*** Opening of DATASET ***

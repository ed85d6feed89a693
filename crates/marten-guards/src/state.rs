//! Portable guards state.
//!
//! The codec turns an accepted descriptor set into an opaque, versioned
//! blob and back. Encoding captures only stable data (metadata, literal
//! values, ordered key sequences, qualified names), never addresses or
//! per-process counters. Kinds whose validity depends on transient
//! identity are rejected at save time; a blob is produced whole or not
//! at all.
//!
//! Blob layout: [`GUARDS_STATE_MAGIC`] followed by a JSON-encoded
//! [`GuardsState`] whose `version` field is checked against
//! [`GUARDS_STATE_VERSION`] on load.

use std::sync::Arc;

use serde::{Deserialize, Serialize};
use tracing::trace;

use marten_value::{DispatchKeySet, GlobalScope, TensorMeta, TransformKind};

use crate::descriptor::{GuardDescriptor, GuardKind, GuardParams, GuardPath, Serializability};
use crate::error::{LoadError, SaveError};
use crate::{GUARDS_STATE_MAGIC, GUARDS_STATE_VERSION};

/// Portable snapshot of an accepted guard set.
#[derive(Debug, Serialize, Deserialize)]
pub struct GuardsState {
    /// Codec version that wrote this state.
    pub version: u32,
    /// Encoded descriptors, in tracer order.
    pub guards: Vec<EncodedGuard>,
}

/// One encoded descriptor.
#[derive(Debug, Serialize, Deserialize)]
pub struct EncodedGuard {
    path: GuardPath,
    params: EncodedParams,
    derived_kinds: Vec<GuardKind>,
}

/// Portable form of [`GuardParams`], restricted to serializable kinds.
/// Captured types are reduced to their qualified names.
#[derive(Debug, Serialize, Deserialize)]
enum EncodedParams {
    TensorMatch { meta: TensorMeta },
    TypeMatch { qualified_name: String },
    NotPresentInGenericDict { attr: String },
    HasAttr { attr: String, present: bool },
    DictContains { key: String, contains: bool },
    DictKeysMatch { keys: Vec<String> },
    MappingKeysCheck { keys: Vec<String> },
    BoolMatch { expected: bool },
    NoneMatch { is_none: bool },
    DispatchKeySetMatch { keys: DispatchKeySet },
    NameMatch { name: String },
    DualLevel { level: u64 },
    FunctorchStackMatch { stack: Vec<TransformKind> },
}

/// Serialize an accepted guard set into a portable blob.
pub(crate) fn save_guards(accepted: &[Arc<GuardDescriptor>]) -> Result<Vec<u8>, SaveError> {
    let mut guards = Vec::with_capacity(accepted.len());
    for descriptor in accepted {
        guards.push(encode(descriptor)?);
    }

    let state = GuardsState {
        version: GUARDS_STATE_VERSION,
        guards,
    };
    let payload = serde_json::to_vec(&state)?;

    let mut blob = Vec::with_capacity(GUARDS_STATE_MAGIC.len() + payload.len());
    blob.extend_from_slice(&GUARDS_STATE_MAGIC);
    blob.extend_from_slice(&payload);
    trace!(guards = accepted.len(), bytes = blob.len(), "saved guards state");
    Ok(blob)
}

/// Deserialize a blob back into descriptors, resolving qualified names
/// against `scope`.
pub(crate) fn load_guards(
    blob: &[u8],
    scope: &GlobalScope,
) -> Result<Vec<GuardDescriptor>, LoadError> {
    let payload = blob
        .strip_prefix(GUARDS_STATE_MAGIC.as_slice())
        .ok_or(LoadError::BadMagic)?;
    let state: GuardsState = serde_json::from_slice(payload)?;
    if state.version != GUARDS_STATE_VERSION {
        return Err(LoadError::UnsupportedVersion(state.version));
    }

    let mut guards = Vec::with_capacity(state.guards.len());
    for encoded in state.guards {
        guards.push(decode(encoded, scope)?);
    }
    trace!(guards = guards.len(), "loaded guards state");
    Ok(guards)
}

fn encode(descriptor: &GuardDescriptor) -> Result<EncodedGuard, SaveError> {
    if descriptor.serializability() == Serializability::Never {
        return Err(SaveError::NotSerializable {
            kind: descriptor.kind(),
        });
    }

    let params = match descriptor.params() {
        GuardParams::TensorMatch { meta } => EncodedParams::TensorMatch { meta: meta.clone() },
        GuardParams::TypeMatch { ty } => {
            let qualified_name = ty.qualified_name().ok_or_else(|| SaveError::UnnamedType {
                type_name: ty.name().to_string(),
            })?;
            EncodedParams::TypeMatch {
                qualified_name: qualified_name.to_string(),
            }
        }
        GuardParams::NotPresentInGenericDict { attr } => {
            EncodedParams::NotPresentInGenericDict { attr: attr.clone() }
        }
        GuardParams::HasAttr { attr, present } => EncodedParams::HasAttr {
            attr: attr.clone(),
            present: *present,
        },
        GuardParams::DictContains { key, contains } => EncodedParams::DictContains {
            key: key.clone(),
            contains: *contains,
        },
        GuardParams::DictKeysMatch { keys } => EncodedParams::DictKeysMatch { keys: keys.clone() },
        GuardParams::MappingKeysCheck { keys } => {
            EncodedParams::MappingKeysCheck { keys: keys.clone() }
        }
        GuardParams::BoolMatch { expected } => EncodedParams::BoolMatch {
            expected: *expected,
        },
        GuardParams::NoneMatch { is_none } => EncodedParams::NoneMatch { is_none: *is_none },
        GuardParams::DispatchKeySetMatch { keys } => {
            EncodedParams::DispatchKeySetMatch { keys: *keys }
        }
        GuardParams::NameMatch { name } => EncodedParams::NameMatch { name: name.clone() },
        GuardParams::DualLevel { level } => EncodedParams::DualLevel { level: *level },
        GuardParams::FunctorchStackMatch { stack } => EncodedParams::FunctorchStackMatch {
            stack: stack.clone(),
        },
        GuardParams::IdMatch { .. }
        | GuardParams::DictVersion { .. }
        | GuardParams::DuplicateInput { .. }
        | GuardParams::WeakrefAlive => {
            // Unreachable past the policy check above; refuse regardless.
            return Err(SaveError::NotSerializable {
                kind: descriptor.kind(),
            });
        }
    };

    Ok(EncodedGuard {
        path: descriptor.path().clone(),
        params,
        derived_kinds: descriptor.derived_kinds().to_vec(),
    })
}

fn decode(encoded: EncodedGuard, scope: &GlobalScope) -> Result<GuardDescriptor, LoadError> {
    let params = match encoded.params {
        EncodedParams::TensorMatch { meta } => GuardParams::TensorMatch { meta },
        EncodedParams::TypeMatch { qualified_name } => {
            let ty = scope
                .resolve(&qualified_name)
                .ok_or(LoadError::UnresolvedGlobal { qualified_name })?;
            GuardParams::TypeMatch { ty: ty.clone() }
        }
        EncodedParams::NotPresentInGenericDict { attr } => {
            GuardParams::NotPresentInGenericDict { attr }
        }
        EncodedParams::HasAttr { attr, present } => GuardParams::HasAttr { attr, present },
        EncodedParams::DictContains { key, contains } => {
            GuardParams::DictContains { key, contains }
        }
        EncodedParams::DictKeysMatch { keys } => GuardParams::DictKeysMatch { keys },
        EncodedParams::MappingKeysCheck { keys } => GuardParams::MappingKeysCheck { keys },
        EncodedParams::BoolMatch { expected } => GuardParams::BoolMatch { expected },
        EncodedParams::NoneMatch { is_none } => GuardParams::NoneMatch { is_none },
        EncodedParams::DispatchKeySetMatch { keys } => GuardParams::DispatchKeySetMatch { keys },
        EncodedParams::NameMatch { name } => GuardParams::NameMatch { name },
        EncodedParams::DualLevel { level } => GuardParams::DualLevel { level },
        EncodedParams::FunctorchStackMatch { stack } => GuardParams::FunctorchStackMatch { stack },
    };

    let descriptor = GuardDescriptor::with_derived(encoded.path, params, encoded.derived_kinds)?;
    Ok(descriptor)
}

*** Close of DATASET ***

*TRY IT:*
In the entries above, the lines between the one holding "blob.extend_from_slice(&payload);" and the one holding "-> Result<Vec<GuardDescriptor>, LoadError>", inclusive, are to be printed exactly as written, and those alone.

*RESULT OF THIS EXERCISE:*
    blob.extend_from_slice(&payload);
    trace!(guards = accepted.len(), bytes = blob.len(), "saved guards state");
    Ok(blob)
}

/// Deserialize a blob back into descriptors, resolving qualified names
/// against `scope`.
pub(crate) fn load_guards(
    blob: &[u8],
    scope: &GlobalScope,
) -> Result<Vec<GuardDescriptor>, LoadError> {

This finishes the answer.